***** SOURCE INFORMATION
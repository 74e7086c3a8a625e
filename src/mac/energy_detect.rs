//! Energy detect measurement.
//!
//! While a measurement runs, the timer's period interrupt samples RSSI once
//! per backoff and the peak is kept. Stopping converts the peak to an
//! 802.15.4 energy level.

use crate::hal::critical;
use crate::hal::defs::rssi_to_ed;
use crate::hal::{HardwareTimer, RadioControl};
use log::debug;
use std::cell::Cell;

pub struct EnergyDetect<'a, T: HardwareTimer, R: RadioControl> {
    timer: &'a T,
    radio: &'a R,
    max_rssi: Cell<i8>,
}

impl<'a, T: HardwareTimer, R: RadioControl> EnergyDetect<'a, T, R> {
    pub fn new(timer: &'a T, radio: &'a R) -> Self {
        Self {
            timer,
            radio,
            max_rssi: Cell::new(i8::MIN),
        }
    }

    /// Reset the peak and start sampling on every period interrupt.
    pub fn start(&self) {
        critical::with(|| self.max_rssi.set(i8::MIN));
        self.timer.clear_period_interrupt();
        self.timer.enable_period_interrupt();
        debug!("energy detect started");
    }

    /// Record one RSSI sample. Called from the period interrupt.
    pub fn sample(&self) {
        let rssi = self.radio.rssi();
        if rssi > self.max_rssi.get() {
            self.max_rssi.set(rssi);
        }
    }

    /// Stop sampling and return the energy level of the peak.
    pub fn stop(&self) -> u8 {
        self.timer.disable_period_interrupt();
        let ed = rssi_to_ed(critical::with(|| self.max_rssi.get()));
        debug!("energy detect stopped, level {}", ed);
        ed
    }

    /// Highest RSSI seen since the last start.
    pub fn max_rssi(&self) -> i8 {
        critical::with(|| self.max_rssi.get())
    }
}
**********
_TASK_
The line containing "if rssi > self.max_rssi.get()" and all lines after it, through the end of the entries above, are to be returned exactly and alone.

_RESULT OF THE EXERCISE_
        if rssi > self.max_rssi.get() {
            self.max_rssi.set(rssi);
        }
    }

    /// Stop sampling and return the energy level of the peak.
    pub fn stop(&self) -> u8 {
        self.timer.disable_period_interrupt();
        let ed = rssi_to_ed(critical::with(|| self.max_rssi.get()));
        debug!("energy detect stopped, level {}", ed);
        ed
    }

    /// Highest RSSI seen since the last start.
    pub fn max_rssi(&self) -> i8 {
        critical::with(|| self.max_rssi.get())
    }
}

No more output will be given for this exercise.